Individual Effects and Interactions Between Ultrafine Particles and Extreme Temperatures on Hospital Admissions of High Burden Diseases
Quan Qi, Yukang Xue, Najm Madani, RANDY TANGANG, Fangqun Yu, Arshad Arjunan Nair, Xiaobo Romeiko, Gan Luo, Isa Brackett, Chris Thorncroft, Shao Lin, University at Albany, State University of New York
Abstract Number: 27
Working Group: Chemicals of Emerging Concern in Indoor and Outdoor Aerosol: Sources, Vectors, Reactivity, and Impacts
Abstract
Background
Health effects of ultrafine particles (UFPs) and their interactions with temperature are less studied. We investigated the risks of UFPs concentrations and extreme temperatures on hospitalizations for high-burden diseases (HBDs) in New York State (NYS).
Methods
This case-crossover study included hospitalizations for HBDs that contain ischemic heart diseases, diabetes, stroke, kidney diseases, and depression using NYS Hospital Discharge Data (2013–2018). Daily pollutants and temperature data were obtained from a chemical transport model validated by multiple prior studies. UFP changes were measured using interquartile range increase, and extreme heat and cold were defined as temperatures >= 90th% and <=10th% respectively by month and location. Conditional logistic regression was applied controlling for criteria pollutants, relative humidity, and time-varying variables.
Results
Among 1,308,518 cases, significant risk ratios (RR) were observed for UFPs (RRs ranged: 1.009–1.012) and extreme heat (RRs ranged: 1.024–1.028) on overall HBDs, but extreme cold had protective effects on HBDs. The adverse effect of UFPs had significant interactions with extreme cold and was higher in winter and fall. UFPs affected all HBD subtypes except kidney diseases, and extreme heat increased the risks of ischemic heart disease and kidney disease.
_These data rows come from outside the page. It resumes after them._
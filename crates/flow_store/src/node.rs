// crates/flow_store/src/node.rs

use std::fmt;

use serde::{Deserialize, Serialize};
use serde_json::{Map, Value};

/// Discriminant carried in a node's `type` field.
///
/// Only the types the bridge cares about get their own variant, everything
/// else is passed through untouched as `Other`.
#[derive(Debug, Clone, PartialEq, Eq, Hash)]
pub enum NodeType {
    Tab,
    WebsocketIn,
    WebsocketOut,
    WebsocketClient,
    Other(String),
}

impl NodeType {
    pub fn as_str(&self) -> &str {
        match self {
            NodeType::Tab => "tab",
            NodeType::WebsocketIn => "websocket in",
            NodeType::WebsocketOut => "websocket out",
            NodeType::WebsocketClient => "websocket-client",
            NodeType::Other(kind) => kind,
        }
    }
}

impl From<&str> for NodeType {
    fn from(kind: &str) -> Self {
        match kind {
            "tab" => NodeType::Tab,
            "websocket in" => NodeType::WebsocketIn,
            "websocket out" => NodeType::WebsocketOut,
            "websocket-client" => NodeType::WebsocketClient,
            other => NodeType::Other(other.to_string()),
        }
    }
}

impl fmt::Display for NodeType {
    fn fmt(&self, f: &mut fmt::Formatter<'_>) -> fmt::Result {
        f.write_str(self.as_str())
    }
}

/// One node record of a flow document.
///
/// The record is kept as the raw JSON object so fields this crate does not
/// know about survive a fetch/deploy cycle byte for byte (key order included).
#[derive(Debug, Clone, PartialEq, Default, Serialize, Deserialize)]
#[serde(transparent)]
pub struct FlowNode(Map<String, Value>);

impl FlowNode {
    /// Create a node with just an `id` and a `type`.
    pub fn new(id: impl Into<String>, kind: NodeType) -> Self {
        let mut fields = Map::new();
        fields.insert("id".into(), Value::String(id.into()));
        fields.insert("type".into(), Value::String(kind.as_str().to_string()));
        FlowNode(fields)
    }

    /// Builder style field setter.
    pub fn with(mut self, key: &str, value: impl Into<Value>) -> Self {
        self.0.insert(key.to_string(), value.into());
        self
    }

    pub fn id(&self) -> Option<&str> {
        self.str_field("id")
    }

    pub fn kind(&self) -> Option<NodeType> {
        self.str_field("type").map(NodeType::from)
    }

    pub fn is_tab(&self) -> bool {
        self.kind() == Some(NodeType::Tab)
    }

    pub fn name(&self) -> Option<&str> {
        self.str_field("name")
    }

    /// Owning tab id.
    pub fn z(&self) -> Option<&str> {
        self.str_field("z")
    }

    pub fn path(&self) -> Option<&str> {
        self.str_field("path")
    }

    pub fn set_path(&mut self, path: impl Into<String>) {
        self.0.insert("path".into(), Value::String(path.into()));
    }

    pub fn get(&self, key: &str) -> Option<&Value> {
        self.0.get(key)
    }

    pub fn str_field(&self, key: &str) -> Option<&str> {
        self.0.get(key).and_then(Value::as_str)
    }

    /// Downstream ids of output port `port`, empty when the port or the
    /// `wires` field is missing.
    pub fn wires(&self, port: usize) -> Vec<&str> {
        self.0
            .get("wires")
            .and_then(Value::as_array)
            .and_then(|ports| ports.get(port))
            .and_then(Value::as_array)
            .map(|targets| targets.iter().filter_map(Value::as_str).collect())
            .unwrap_or_default()
    }

    /// Make sure output port 0 lists `target`. Returns `true` when the node
    /// was modified.
    ///
    /// A `wires` field that is missing or not shaped like a list of lists is
    /// replaced by `[[]]` before the target is added.
    pub fn ensure_wire(&mut self, target: &str) -> bool {
        let well_formed = matches!(
            self.0.get("wires"),
            Some(Value::Array(ports)) if !ports.is_empty() && ports[0].is_array()
        );
        if !well_formed {
            self.0
                .insert("wires".into(), Value::Array(vec![Value::Array(vec![])]));
        }

        let Some(Value::Array(ports)) = self.0.get_mut("wires") else {
            return false;
        };
        let Some(Value::Array(first)) = ports.get_mut(0) else {
            return false;
        };
        if first.iter().any(|t| t.as_str() == Some(target)) {
            return !well_formed;
        }
        first.push(Value::String(target.to_string()));
        true
    }

    /// `true` for a node declaring zero output ports (`"wires": []`).
    pub fn is_sink(&self) -> bool {
        self.0
            .get("wires")
            .and_then(Value::as_array)
            .is_some_and(Vec::is_empty)
    }
}

impl From<Map<String, Value>> for FlowNode {
    fn from(fields: Map<String, Value>) -> Self {
        FlowNode(fields)
    }
}

/// The wrapped file format written by newer flow runtimes.
#[derive(Deserialize)]
#[serde(untagged)]
enum FlowFile {
    Bare(Vec<FlowNode>),
    Wrapped { flows: Vec<FlowNode> },
}

/// An ordered list of flow nodes.
#[derive(Debug, Clone, PartialEq, Default, Serialize, Deserialize)]
#[serde(transparent)]
pub struct FlowDocument(Vec<FlowNode>);

impl FlowDocument {
    pub fn new() -> Self {
        FlowDocument(Vec::new())
    }

    /// Parse either a bare node array or a `{"flows": [...]}` wrapper.
    pub fn from_json(text: &str) -> Result<Self, serde_json::Error> {
        match serde_json::from_str::<FlowFile>(text)? {
            FlowFile::Bare(nodes) | FlowFile::Wrapped { flows: nodes } => Ok(FlowDocument(nodes)),
        }
    }

    pub fn to_json_pretty(&self) -> Result<String, serde_json::Error> {
        serde_json::to_string_pretty(&self.0)
    }

    pub fn len(&self) -> usize {
        self.0.len()
    }

    pub fn is_empty(&self) -> bool {
        self.0.is_empty()
    }

    pub fn push(&mut self, node: FlowNode) {
        self.0.push(node);
    }

    pub fn iter(&self) -> std::slice::Iter<'_, FlowNode> {
        self.0.iter()
    }

    pub fn nodes(&self) -> &[FlowNode] {
        &self.0
    }

    pub fn nodes_mut(&mut self) -> &mut [FlowNode] {
        &mut self.0
    }

    pub fn get(&self, id: &str) -> Option<&FlowNode> {
        self.0.iter().find(|n| n.id() == Some(id))
    }

    pub fn get_mut(&mut self, id: &str) -> Option<&mut FlowNode> {
        self.0.iter_mut().find(|n| n.id() == Some(id))
    }

    /// Tab ids in document order.
    pub fn tabs(&self) -> Vec<&str> {
        self.0
            .iter()
            .filter(|n| n.is_tab())
            .filter_map(FlowNode::id)
            .collect()
    }

    pub fn ids(&self) -> Vec<&str> {
        self.0.iter().filter_map(FlowNode::id).collect()
    }
}

impl From<Vec<FlowNode>> for FlowDocument {
    fn from(nodes: Vec<FlowNode>) -> Self {
        FlowDocument(nodes)
    }
}

impl IntoIterator for FlowDocument {
    type Item = FlowNode;
    type IntoIter = std::vec::IntoIter<FlowNode>;

    fn into_iter(self) -> Self::IntoIter {
        self.0.into_iter()
    }
}

impl<'a> IntoIterator for &'a FlowDocument {
    type Item = &'a FlowNode;
    type IntoIter = std::slice::Iter<'a, FlowNode>;

    fn into_iter(self) -> Self::IntoIter {
        self.0.iter()
    }
}

#[cfg(test)]
mod tests {
    use super::*;
    use serde_json::json;

    #[test]
    fn parses_bare_and_wrapped_documents() {
        let bare = FlowDocument::from_json(r#"[{"id":"t1","type":"tab"}]"#).unwrap();
        let wrapped =
            FlowDocument::from_json(r#"{"rev":"abc","flows":[{"id":"t1","type":"tab"}]}"#).unwrap();
        assert_eq!(bare, wrapped);
        assert_eq!(bare.tabs(), vec!["t1"]);
    }

    #[test]
    fn unknown_fields_survive_serialisation() {
        let text = r#"[{"id":"n1","type":"function","func":"return msg;","outputs":1,"z":"t1"}]"#;
        let doc = FlowDocument::from_json(text).unwrap();
        assert_eq!(serde_json::to_string(&doc).unwrap(), text);
        assert_eq!(doc.nodes()[0].kind(), Some(NodeType::Other("function".into())));
    }

    #[test]
    fn ensure_wire_appends_once() {
        let mut node = FlowNode::new("a", NodeType::WebsocketIn).with("wires", json!([[]]));
        assert!(node.ensure_wire("b"));
        assert!(!node.ensure_wire("b"));
        assert_eq!(node.wires(0), vec!["b"]);
    }

    #[test]
    fn ensure_wire_repairs_malformed_wires() {
        let mut node = FlowNode::new("a", NodeType::WebsocketIn).with("wires", json!("nope"));
        assert!(node.ensure_wire("b"));
        assert_eq!(node.get("wires"), Some(&json!([["b"]])));
    }

    #[test]
    fn sink_is_a_node_with_empty_wires() {
        assert!(FlowNode::new("d", NodeType::Other("debug".into())).with("wires", json!([])).is_sink());
        assert!(!FlowNode::new("f", NodeType::Other("function".into())).with("wires", json!([[]])).is_sink());
        assert!(!FlowNode::new("t", NodeType::Tab).is_sink());
    }

    #[test]
    fn ensure_wire_keeps_other_ports() {
        let mut node = FlowNode::new("a", NodeType::Other("switch".into()))
            .with("wires", json!([["x"], ["y"]]));
        assert!(node.ensure_wire("b"));
        assert_eq!(node.get("wires"), Some(&json!([["x", "b"], ["y"]])));
    }
}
There were disparities across demographics in exposures-HBDs associations although they were not statistically significant. Elevated UFP concentrations were associated with four clinical indicators (hospital stays, charges etc.).
Conclusion
We observe positive associations between elevated UFP concentrations or extreme heat and HBD hospitalizations, but negative associations with extreme cold. The UFPs’ risks were higher in children and during cold seasons.